Only one stretch of the data is wanted: the line containing "frame start work.", the line containing "let agnus = agnus_at(10, cycle);", and every line between them, copied exactly.

-=-=-=-=-

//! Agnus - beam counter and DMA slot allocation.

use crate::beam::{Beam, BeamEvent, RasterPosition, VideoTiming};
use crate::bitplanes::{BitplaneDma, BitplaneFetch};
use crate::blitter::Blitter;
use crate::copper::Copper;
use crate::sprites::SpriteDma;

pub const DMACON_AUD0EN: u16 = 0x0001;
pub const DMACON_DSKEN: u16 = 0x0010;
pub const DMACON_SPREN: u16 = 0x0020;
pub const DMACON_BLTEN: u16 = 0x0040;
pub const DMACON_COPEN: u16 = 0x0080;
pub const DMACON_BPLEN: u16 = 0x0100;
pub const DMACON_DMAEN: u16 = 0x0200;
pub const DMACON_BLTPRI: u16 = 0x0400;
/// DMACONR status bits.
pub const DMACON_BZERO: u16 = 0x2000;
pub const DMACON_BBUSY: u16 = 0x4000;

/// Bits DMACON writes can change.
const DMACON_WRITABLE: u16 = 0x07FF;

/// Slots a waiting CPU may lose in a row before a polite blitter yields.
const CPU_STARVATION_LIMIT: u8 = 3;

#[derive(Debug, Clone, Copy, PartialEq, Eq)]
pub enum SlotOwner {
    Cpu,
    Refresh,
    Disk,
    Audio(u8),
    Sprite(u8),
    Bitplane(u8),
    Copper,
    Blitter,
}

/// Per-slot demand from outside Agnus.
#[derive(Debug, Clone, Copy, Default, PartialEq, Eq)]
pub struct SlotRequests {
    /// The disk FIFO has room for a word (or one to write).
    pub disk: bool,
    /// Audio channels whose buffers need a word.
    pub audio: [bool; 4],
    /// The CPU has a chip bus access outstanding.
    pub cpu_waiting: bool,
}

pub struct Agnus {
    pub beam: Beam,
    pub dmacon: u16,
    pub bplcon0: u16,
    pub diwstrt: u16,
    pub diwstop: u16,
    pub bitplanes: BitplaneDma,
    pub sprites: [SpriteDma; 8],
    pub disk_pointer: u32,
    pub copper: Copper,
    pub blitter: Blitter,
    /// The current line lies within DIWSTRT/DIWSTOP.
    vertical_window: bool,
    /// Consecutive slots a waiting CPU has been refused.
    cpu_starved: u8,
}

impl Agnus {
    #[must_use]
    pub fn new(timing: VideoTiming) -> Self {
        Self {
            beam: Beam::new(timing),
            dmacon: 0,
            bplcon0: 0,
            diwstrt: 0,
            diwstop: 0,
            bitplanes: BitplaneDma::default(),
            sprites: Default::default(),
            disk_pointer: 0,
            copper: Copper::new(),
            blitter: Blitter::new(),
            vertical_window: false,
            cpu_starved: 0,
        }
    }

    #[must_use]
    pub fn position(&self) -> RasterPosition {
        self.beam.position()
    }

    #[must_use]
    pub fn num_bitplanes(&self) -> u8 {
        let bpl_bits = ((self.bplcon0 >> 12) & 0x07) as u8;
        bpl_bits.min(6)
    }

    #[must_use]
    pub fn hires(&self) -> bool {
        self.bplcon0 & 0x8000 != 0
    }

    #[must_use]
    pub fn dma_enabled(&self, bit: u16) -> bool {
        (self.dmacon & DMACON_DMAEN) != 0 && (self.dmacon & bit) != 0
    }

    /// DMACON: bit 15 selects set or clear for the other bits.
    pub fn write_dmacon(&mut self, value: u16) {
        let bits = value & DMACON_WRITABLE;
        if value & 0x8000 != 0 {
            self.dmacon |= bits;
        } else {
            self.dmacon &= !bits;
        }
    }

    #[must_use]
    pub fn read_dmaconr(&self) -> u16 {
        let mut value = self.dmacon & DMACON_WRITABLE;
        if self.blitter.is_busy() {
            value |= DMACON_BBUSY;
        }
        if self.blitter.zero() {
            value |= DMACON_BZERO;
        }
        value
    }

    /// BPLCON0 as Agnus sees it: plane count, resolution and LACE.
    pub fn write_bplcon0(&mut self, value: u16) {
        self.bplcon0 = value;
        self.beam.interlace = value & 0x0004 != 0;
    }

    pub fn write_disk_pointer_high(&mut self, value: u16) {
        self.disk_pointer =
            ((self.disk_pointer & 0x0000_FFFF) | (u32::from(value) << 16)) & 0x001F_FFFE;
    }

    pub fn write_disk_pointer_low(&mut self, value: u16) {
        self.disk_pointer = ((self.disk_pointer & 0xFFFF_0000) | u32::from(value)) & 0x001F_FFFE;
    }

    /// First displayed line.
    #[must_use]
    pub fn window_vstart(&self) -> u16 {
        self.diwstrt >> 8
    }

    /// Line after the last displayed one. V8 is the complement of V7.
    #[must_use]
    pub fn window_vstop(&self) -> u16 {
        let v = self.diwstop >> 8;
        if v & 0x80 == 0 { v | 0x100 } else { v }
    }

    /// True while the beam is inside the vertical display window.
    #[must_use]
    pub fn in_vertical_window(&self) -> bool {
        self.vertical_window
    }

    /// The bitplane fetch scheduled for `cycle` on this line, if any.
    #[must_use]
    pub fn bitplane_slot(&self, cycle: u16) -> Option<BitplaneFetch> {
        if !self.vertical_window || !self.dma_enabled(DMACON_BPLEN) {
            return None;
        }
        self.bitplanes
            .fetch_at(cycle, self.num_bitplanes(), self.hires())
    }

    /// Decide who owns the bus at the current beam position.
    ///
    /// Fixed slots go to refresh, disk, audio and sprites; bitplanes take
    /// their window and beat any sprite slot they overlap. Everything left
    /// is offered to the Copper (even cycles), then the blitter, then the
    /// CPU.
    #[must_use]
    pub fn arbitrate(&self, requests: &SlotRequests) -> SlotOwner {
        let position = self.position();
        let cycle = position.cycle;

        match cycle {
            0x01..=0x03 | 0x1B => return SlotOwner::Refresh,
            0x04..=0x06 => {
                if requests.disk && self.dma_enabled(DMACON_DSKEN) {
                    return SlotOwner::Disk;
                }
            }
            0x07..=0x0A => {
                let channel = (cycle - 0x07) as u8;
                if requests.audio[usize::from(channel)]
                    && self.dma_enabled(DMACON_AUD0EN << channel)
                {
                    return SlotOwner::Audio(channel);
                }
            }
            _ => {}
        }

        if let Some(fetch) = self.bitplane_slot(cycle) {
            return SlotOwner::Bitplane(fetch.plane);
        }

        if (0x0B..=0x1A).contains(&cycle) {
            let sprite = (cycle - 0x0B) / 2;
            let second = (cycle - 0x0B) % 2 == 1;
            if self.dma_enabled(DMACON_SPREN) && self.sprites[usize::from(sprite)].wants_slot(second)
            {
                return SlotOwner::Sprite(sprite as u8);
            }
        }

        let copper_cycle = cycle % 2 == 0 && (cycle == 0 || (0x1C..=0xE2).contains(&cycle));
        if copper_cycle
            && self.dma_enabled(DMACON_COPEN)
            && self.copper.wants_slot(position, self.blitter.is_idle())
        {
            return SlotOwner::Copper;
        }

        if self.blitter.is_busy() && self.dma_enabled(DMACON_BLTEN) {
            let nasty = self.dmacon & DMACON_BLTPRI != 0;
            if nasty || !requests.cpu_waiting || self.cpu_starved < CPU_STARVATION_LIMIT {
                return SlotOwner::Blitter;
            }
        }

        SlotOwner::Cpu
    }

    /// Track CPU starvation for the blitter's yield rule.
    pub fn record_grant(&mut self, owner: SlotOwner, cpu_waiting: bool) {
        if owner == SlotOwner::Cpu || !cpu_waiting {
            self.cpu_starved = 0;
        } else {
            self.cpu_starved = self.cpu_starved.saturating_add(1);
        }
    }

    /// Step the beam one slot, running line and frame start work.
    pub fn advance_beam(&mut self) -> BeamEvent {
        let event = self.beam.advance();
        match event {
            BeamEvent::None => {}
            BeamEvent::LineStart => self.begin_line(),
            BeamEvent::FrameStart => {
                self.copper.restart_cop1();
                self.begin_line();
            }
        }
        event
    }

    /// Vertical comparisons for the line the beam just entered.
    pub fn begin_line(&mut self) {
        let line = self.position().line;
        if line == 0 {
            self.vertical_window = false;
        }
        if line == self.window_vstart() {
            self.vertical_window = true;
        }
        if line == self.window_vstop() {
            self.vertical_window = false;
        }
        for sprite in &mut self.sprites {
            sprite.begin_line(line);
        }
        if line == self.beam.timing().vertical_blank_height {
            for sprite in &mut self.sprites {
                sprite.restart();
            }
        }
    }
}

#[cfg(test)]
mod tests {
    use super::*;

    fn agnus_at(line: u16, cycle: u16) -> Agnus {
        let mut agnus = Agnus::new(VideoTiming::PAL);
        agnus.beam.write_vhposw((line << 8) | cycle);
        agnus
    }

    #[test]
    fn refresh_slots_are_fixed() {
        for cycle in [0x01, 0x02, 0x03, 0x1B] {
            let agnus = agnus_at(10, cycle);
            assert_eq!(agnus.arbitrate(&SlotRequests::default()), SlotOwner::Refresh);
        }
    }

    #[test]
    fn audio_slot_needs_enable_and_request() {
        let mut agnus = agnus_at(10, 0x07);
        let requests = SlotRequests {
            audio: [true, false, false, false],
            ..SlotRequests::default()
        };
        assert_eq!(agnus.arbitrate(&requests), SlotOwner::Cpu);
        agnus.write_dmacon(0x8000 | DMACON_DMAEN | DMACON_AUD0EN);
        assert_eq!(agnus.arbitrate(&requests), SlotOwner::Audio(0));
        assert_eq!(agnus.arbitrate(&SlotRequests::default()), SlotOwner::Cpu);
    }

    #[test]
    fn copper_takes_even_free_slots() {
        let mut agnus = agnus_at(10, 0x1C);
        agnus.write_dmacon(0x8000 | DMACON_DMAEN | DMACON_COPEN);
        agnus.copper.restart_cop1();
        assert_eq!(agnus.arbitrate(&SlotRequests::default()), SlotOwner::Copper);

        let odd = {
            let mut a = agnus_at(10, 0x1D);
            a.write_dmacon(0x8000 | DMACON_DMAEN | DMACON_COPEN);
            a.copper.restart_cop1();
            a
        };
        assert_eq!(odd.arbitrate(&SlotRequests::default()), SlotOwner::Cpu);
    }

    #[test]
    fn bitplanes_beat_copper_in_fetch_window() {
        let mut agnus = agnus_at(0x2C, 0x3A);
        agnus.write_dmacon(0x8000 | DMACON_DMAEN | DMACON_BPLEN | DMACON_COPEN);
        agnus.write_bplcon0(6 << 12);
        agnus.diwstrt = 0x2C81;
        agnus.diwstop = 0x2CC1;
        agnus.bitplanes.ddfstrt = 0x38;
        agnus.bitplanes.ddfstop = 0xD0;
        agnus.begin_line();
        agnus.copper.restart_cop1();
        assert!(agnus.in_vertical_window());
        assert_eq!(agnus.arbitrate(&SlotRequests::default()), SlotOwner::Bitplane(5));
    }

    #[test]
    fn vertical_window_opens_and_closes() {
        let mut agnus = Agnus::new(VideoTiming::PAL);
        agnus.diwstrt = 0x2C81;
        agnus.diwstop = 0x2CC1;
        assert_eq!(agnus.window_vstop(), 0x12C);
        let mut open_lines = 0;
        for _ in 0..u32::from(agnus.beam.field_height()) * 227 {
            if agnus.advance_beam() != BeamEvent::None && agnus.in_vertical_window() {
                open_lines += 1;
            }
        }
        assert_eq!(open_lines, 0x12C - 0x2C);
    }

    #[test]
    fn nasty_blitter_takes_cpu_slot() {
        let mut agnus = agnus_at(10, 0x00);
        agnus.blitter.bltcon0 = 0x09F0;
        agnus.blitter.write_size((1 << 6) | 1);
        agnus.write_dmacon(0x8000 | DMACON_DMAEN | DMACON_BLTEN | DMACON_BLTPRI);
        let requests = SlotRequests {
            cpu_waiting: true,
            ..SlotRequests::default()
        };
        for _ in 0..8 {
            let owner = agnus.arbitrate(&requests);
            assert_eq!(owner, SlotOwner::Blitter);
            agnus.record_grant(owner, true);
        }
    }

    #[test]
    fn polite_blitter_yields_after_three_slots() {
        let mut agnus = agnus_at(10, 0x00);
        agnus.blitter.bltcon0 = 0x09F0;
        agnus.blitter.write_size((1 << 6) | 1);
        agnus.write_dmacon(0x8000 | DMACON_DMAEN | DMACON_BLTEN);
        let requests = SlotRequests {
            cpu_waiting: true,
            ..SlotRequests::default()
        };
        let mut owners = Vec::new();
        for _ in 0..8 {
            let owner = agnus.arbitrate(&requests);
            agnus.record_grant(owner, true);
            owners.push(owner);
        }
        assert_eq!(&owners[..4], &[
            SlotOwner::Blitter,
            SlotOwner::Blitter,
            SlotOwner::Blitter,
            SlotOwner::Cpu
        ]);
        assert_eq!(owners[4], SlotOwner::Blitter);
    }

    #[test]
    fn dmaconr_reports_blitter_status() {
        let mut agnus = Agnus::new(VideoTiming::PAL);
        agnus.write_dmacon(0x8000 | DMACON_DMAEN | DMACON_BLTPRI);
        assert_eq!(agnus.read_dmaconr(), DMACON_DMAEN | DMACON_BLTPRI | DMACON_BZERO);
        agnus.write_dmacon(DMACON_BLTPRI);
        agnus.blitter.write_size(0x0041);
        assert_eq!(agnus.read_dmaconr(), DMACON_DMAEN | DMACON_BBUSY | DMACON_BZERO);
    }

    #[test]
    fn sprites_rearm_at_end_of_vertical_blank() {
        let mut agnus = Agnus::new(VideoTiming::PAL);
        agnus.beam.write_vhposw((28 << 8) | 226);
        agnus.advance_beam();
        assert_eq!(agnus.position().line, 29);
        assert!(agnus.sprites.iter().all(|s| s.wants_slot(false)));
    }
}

-=-=-=-=-

Expected answer:
    /// Step the beam one slot, running line and frame start work.
    pub fn advance_beam(&mut self) -> BeamEvent {
        let event = self.beam.advance();
        match event {
            BeamEvent::None => {}
            BeamEvent::LineStart => self.begin_line(),
            BeamEvent::FrameStart => {
                self.copper.restart_cop1();
                self.begin_line();
            }
        }
        event
    }

    /// Vertical comparisons for the line the beam just entered.
    pub fn begin_line(&mut self) {
        let line = self.position().line;
        if line == 0 {
            self.vertical_window = false;
        }
        if line == self.window_vstart() {
            self.vertical_window = true;
        }
        if line == self.window_vstop() {
            self.vertical_window = false;
        }
        for sprite in &mut self.sprites {
            sprite.begin_line(line);
        }
        if line == self.beam.timing().vertical_blank_height {
            for sprite in &mut self.sprites {
                sprite.restart();
            }
        }
    }
}

#[cfg(test)]
mod tests {
    use super::*;

    fn agnus_at(line: u16, cycle: u16) -> Agnus {
        let mut agnus = Agnus::new(VideoTiming::PAL);
        agnus.beam.write_vhposw((line << 8) | cycle);
        agnus
    }

    #[test]
    fn refresh_slots_are_fixed() {
        for cycle in [0x01, 0x02, 0x03, 0x1B] {
            let agnus = agnus_at(10, cycle);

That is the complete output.